Некто из-за круговорота цветов приблизился. Чья-то твердая рука взяла мягкого как мокрая глина юношу за спину и приподняла, а другая приставил ко рту что-то стеклянное, откуда в нутро несчастного полилась прохладная жидкость. Юноша поперхнулся, поскольку глотать было так же сложно, как и делать что-либо еще, но когда живот наполнился той влагой, ему и правда стало лучше. Усталость оставалась, но мучения прошли. Аврелиан вновь открыл глаза и увидел перед собой знакомое лицо алхимика Норонина, который тотчас отнял у него пустую колбу и протянул графин с водой.
– Так-то лучше. Что у тебя стряслось?
Аврелиан уставился в свои ноги, не решаясь ответить. Алхимик уселся рядом на полу, и сказал:
– Я вчера случайно здесь оказался и увидел тебя, лежащего на полу. Я снял тебе на сутки комнату. Что бы то ни было, встряска была у тебя ужасная, – у юноши взмокли глаза, и он держался изо всех имевшихся сил, чтобы не дать воли слезам. Алхимик взял его за плечо, и взволнованно продолжил: – Парень, да что с тобой?
Аврелиан, не глядя на собеседника, сделал самое спокойное лицо, какое только мог, и ответил:
– У меня умерла вся деревня.
Норонин отстранился от него, а сирота уткнулся лицом в матрас. Алхимик долго смотрел в сторону, а затем извлек откуда-то из-под одежды маленькую горелку, колбу и пару мешочков. Он сказал:
– Вот что мы сделаем: я пойду куплю еще выпивки, а ты пока сделай зелье для отрезвления. Просто насыпь в колбу маленькие горсти порошка из каждого мешочка, залей водой и поставь на горелку. Как только цвет раствора сменится на золотой, убери колбу и потряси четыре раза.
После этих слов старый алхимик щелчком пальцев зажег горелку и ушел. Аврелиан, почувствовавший поддержку, немедленно стал действовать. Он осторожно насыпал в колбу порошки, залил водой из графина и поставил на огонь. Цвет жидкости долгое время менялся то в лиловый, то в коричневый, и за каждым его изменением юноша следил так, словно от этого зависела его жизнь. Наконец раствор блеснул золотом, и в самом низу стал чуть-чуть оранжевым. Юноша схватил сосуд и внимательно потряс ровно четыре раза. Когда он поднял глаза, перед ним улыбался Норонин.
– Отлично сработано! А теперь давай пить.

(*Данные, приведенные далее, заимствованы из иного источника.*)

use crate::math::{Isometry, Point, Real, Vector, DIM};
use crate::query::{Contact, ContactKind};
use crate::shape::{Ball, Cuboid};
use na::Unit;

/// Contact between a ball and a cuboid.
///
/// `pos12` is the position of the cuboid relative to the ball. The closest point of the cuboid
/// to the ball center is found by clamping. If the center is inside of the cuboid, the face with
/// the smallest penetration is used instead.
pub fn contact_ball_cuboid(
    pos12: &Isometry<Real>,
    ball: &Ball,
    cuboid: &Cuboid,
    prediction: Real,
) -> Option<Contact> {
    let he = cuboid.half_extents;
    let center2 = pos12.inverse_transform_point(&Point::origin());

    let mut closest = center2;
    let mut num_clamped = 0;

    for i in 0..DIM {
        if closest[i] > he[i] {
            closest[i] = he[i];
            num_clamped += 1;
        } else if closest[i] < -he[i] {
            closest[i] = -he[i];
            num_clamped += 1;
        }
    }

    let (point2, normal2, dist, kind) = if num_clamped > 0 {
        let (normal2, center_dist) = Unit::try_new_and_get(center2 - closest, 0.0)?;
        let dist = center_dist - ball.radius;

        if dist > prediction {
            return None;
        }

        let kind = match num_clamped {
            1 => ContactKind::Face,
            2 => ContactKind::Edge,
            _ => ContactKind::Corner,
        };

        (closest, normal2, dist, kind)
    } else {
        // The center is inside: push it out through the closest face.
        let (axis, gap) = (0..DIM)
            .map(|i| (i, he[i] - center2[i].abs()))
            .min_by(|a, b| a.1.total_cmp(&b.1))?;
        let sign = if center2[axis] < 0.0 { -1.0 } else { 1.0 };

        let mut normal = Vector::zeros();
        normal[axis] = sign;
        let mut point2 = center2;
        point2[axis] = he[axis] * sign;

        (
            point2,
            Unit::new_unchecked(normal),
            -gap - ball.radius,
            ContactKind::Face,
        )
    };

    let normal1 = pos12 * -normal2;
    let point1 = Point::from(*normal1 * ball.radius);

    Some(Contact::new(point1, point2, normal1, normal2, dist).with_kind(kind))
}

#[cfg(test)]
mod test {
    use super::contact_ball_cuboid;
    use crate::math::{Isometry, Point, Real, Vector};
    use crate::query::ContactKind;
    use crate::shape::{Ball, Cuboid};

    #[test]
    fn ball_resting_on_face() {
        let ball = Ball::new(0.5);
        let cuboid = Cuboid::new(Vector::new(1.0, 1.0, 1.0));
        // Ball center at y = 1.4 above the cuboid center.
        let pos12 = Isometry::translation(0.2, -1.4, 0.0);
        let contact = contact_ball_cuboid(&pos12, &ball, &cuboid, 0.0).unwrap();

        assert_eq!(contact.kind, ContactKind::Face);
        assert_relative_eq!(contact.dist, -0.1 as Real, epsilon = 1.0e-6);
        assert_relative_eq!(*contact.normal2, Vector::y(), epsilon = 1.0e-6);
        assert_relative_eq!(*contact.normal1, -Vector::y(), epsilon = 1.0e-6);
        assert_relative_eq!(contact.point2, Point::new(-0.2, 1.0, 0.0), epsilon = 1.0e-6);
    }

    #[test]
    fn ball_near_corner() {
        let ball = Ball::new(0.5);
        let cuboid = Cuboid::new(Vector::new(1.0, 1.0, 1.0));
        let pos12 = Isometry::translation(-1.2, -1.2, -1.2);
        let contact = contact_ball_cuboid(&pos12, &ball, &cuboid, 0.0).unwrap();

        assert_eq!(contact.kind, ContactKind::Corner);
        let expected = (3.0 as Real * 0.04).sqrt() - 0.5;
        assert_relative_eq!(contact.dist, expected, epsilon = 1.0e-5);
    }

    #[test]
    fn center_inside_uses_shallowest_face() {
        let ball = Ball::new(0.25);
        let cuboid = Cuboid::new(Vector::new(2.0, 1.0, 2.0));
        // Center at (0.5, 0.8, 0.0) in the cuboid frame.
        let pos12 = Isometry::translation(-0.5, -0.8, 0.0);
        let contact = contact_ball_cuboid(&pos12, &ball, &cuboid, 0.0).unwrap();

        assert_relative_eq!(*contact.normal2, Vector::y(), epsilon = 1.0e-6);
        assert_relative_eq!(contact.dist, -0.45 as Real, epsilon = 1.0e-6);
    }

    #[test]
    fn separated() {
        let ball = Ball::new(0.5);
        let cuboid = Cuboid::new(Vector::new(1.0, 1.0, 1.0));
        let pos12 = Isometry::translation(0.0, -2.0, 0.0);
        assert!(contact_ball_cuboid(&pos12, &ball, &cuboid, 0.0).is_none());
    }
}
use crate::math::{Point, Real};
use crate::query::{Ray, RayCast, RayIntersection};
use crate::shape::{Ball, FeatureId};

impl RayCast for Ball {
    #[inline]
    fn cast_local_ray_and_get_normal(
        &self,
        ray: &Ray,
        max_toi: Real,
        solid: bool,
    ) -> Option<RayIntersection> {
        ray_intersection_with_ball(&Point::origin(), self.radius, ray, solid)
            .filter(|inter| inter.time_of_impact <= max_toi)
    }
}

/// Intersects `ray` with the ball of the given `center` and `radius`.
///
/// Solves `|origin + t * dir - center|² = radius²` for the smallest non-negative `t`. A ray
/// starting inside of the ball hits at `t = 0` if `solid` is set, and otherwise exits through
/// the ball surface with an inward normal. The only feature of a ball is `FeatureId::Face(0)`.
pub fn ray_intersection_with_ball(
    center: &Point<Real>,
    radius: Real,
    ray: &Ray,
    solid: bool,
) -> Option<RayIntersection> {
    let rel = ray.origin - center;
    let a = ray.dir.norm_squared();
    let half_b = rel.dot(&ray.dir);
    let c = rel.norm_squared() - radius * radius;
    let starts_inside = c <= 0.0;

    if starts_inside && (solid || a == 0.0) {
        let normal = rel.try_normalize(0.0).unwrap_or_else(|| -ray.dir);
        return Some(RayIntersection::new(0.0, normal, FeatureId::Face(0)));
    }

    if a == 0.0 || (!starts_inside && half_b > 0.0) {
        // Outside and motionless, or moving away.
        return None;
    }

    let discriminant = half_b * half_b - a * c;

    if discriminant < 0.0 {
        return None;
    }

    let root = discriminant.sqrt();
    let (t, sign): (Real, Real) = if starts_inside {
        ((-half_b + root) / a, -1.0)
    } else {
        ((-half_b - root) / a, 1.0)
    };

    let normal = (ray.point_at(t) - center)
        .try_normalize(0.0)
        .unwrap_or_else(|| -ray.dir);
    Some(RayIntersection::new(t, normal * sign, FeatureId::Face(0)))
}
use crate::math::{Point, Real, UnitVector, Vector};
use crate::shape::SupportMap;

/// The single point at the origin of its frame.
///
/// The Minkowski difference `g - ConstantOrigin` is `g` itself, so GJK ray casts use it to
/// cast rays on a lone shape.
#[derive(Copy, Clone, Debug, Default)]
pub struct ConstantOrigin;

impl SupportMap for ConstantOrigin {
    #[inline]
    fn local_support_point(&self, _: &Vector<Real>) -> Point<Real> {
        Point::origin()
    }
}

/// A shape grown by a ball: the Minkowski sum of `shape` and a ball of radius `radius`.
///
/// Sweeping a sphere is casting a ray on the swept-against shape dilated by the sphere, and
/// contacts with a prediction distance test overlap against a dilated shape.
#[derive(Copy, Clone, Debug)]
pub struct DilatedShape<'a, S: ?Sized> {
    /// The shape being grown.
    pub shape: &'a S,
    /// The radius of the ball added to it.
    pub radius: Real,
}

impl<'a, S: ?Sized + SupportMap> DilatedShape<'a, S> {
    /// Grows `shape` by `radius`.
    pub fn new(shape: &'a S, radius: Real) -> Self {
        Self { shape, radius }
    }
}

impl<S: ?Sized + SupportMap> SupportMap for DilatedShape<'_, S> {
    #[inline]
    fn local_support_point(&self, dir: &Vector<Real>) -> Point<Real> {
        UnitVector::try_new(*dir, 0.0).map_or_else(
            || self.shape.local_support_point(dir),
            |unit| self.local_support_point_toward(&unit),
        )
    }

    #[inline]
    fn local_support_point_toward(&self, dir: &UnitVector<Real>) -> Point<Real> {
        self.shape.local_support_point_toward(dir) + dir.into_inner() * self.radius
    }
}

#[cfg(test)]
mod test {
    use super::DilatedShape;
    use crate::math::{Isometry, Point, Vector};
    use crate::shape::{Cuboid, SupportMap};

    #[test]
    fn dilated_cuboid_support() {
        let cuboid = Cuboid::new(Vector::new(1.0, 2.0, 3.0));
        let dilated = DilatedShape::new(&cuboid, 0.5);

        assert_relative_eq!(
            dilated.local_support_point(&Vector::x()),
            Point::new(1.5, 2.0, 3.0)
        );

        let pos = Isometry::translation(0.0, 10.0, 0.0);
        assert_relative_eq!(dilated.support_point(&pos, &-Vector::y()).y, 7.5);
    }
}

Серая жидкость полилась в их желудки. Скоро Аврелиан снова потерял контроль над чувствами, и они подчинили его. Он поведал своему единственному ныне знакомому все свое горе, не скупясь на краски. Алхимик внимательно ловил каждое слово горечи, вылетавшее из стремительных губ Аврелиана. Юноша вспомнил каждый момент, когда он не спал, так что зелье постепенно опустошалось, и еще до конца разговора кончилось. Аврелиан трясущимися руками повторил прошлый опыт, и когда колба победно затряслась, закончил рассказ уже спокойно.
– Мне сложно даже представить твой ужас, – сказал алхимик, когда Аврелиан закончил.
– Даже мне самому сложно. И ведь знаете что? Я совершенно не представляю, что мне дальше делать.
– Ты же хотел стать алхимиком. Мне кажется, это подходящий момент.
Аврелиан в этот момент протрезвел бы, даже если бы не пил золотой раствор. Он снова помрачнел и тихо сказал:
– Но ведь… Разве я сейчас могу?
– А почему нет? Сейчас тебе жизненно необходимо отвлечься, а упорный труд очень с этим поможет.
– Я же могу погрузиться в скорбь и что-нибудь напутать.
– Для этого и нужно обучение. Простое зелье ты создать можешь, а большего от новичка и не требуется.